DIRECTIONS - Some lines below hold "memory". Pick them out and copy them.
>>
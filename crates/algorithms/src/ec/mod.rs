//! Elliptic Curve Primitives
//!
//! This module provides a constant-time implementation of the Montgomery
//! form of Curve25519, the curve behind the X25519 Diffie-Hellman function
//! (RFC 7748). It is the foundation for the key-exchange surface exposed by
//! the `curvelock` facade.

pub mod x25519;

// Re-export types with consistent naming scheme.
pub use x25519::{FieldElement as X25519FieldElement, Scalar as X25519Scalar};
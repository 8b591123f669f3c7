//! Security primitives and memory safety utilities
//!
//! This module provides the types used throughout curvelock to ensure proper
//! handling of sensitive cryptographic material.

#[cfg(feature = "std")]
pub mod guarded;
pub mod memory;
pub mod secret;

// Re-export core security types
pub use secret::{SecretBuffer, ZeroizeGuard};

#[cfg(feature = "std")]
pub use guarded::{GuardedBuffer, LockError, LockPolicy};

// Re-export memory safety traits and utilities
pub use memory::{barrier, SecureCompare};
<<
RESPONSE TO THIS TASK -
//! Security primitives and memory safety utilities
pub mod memory;
// Re-export memory safety traits and utilities
pub use memory::{barrier, SecureCompare};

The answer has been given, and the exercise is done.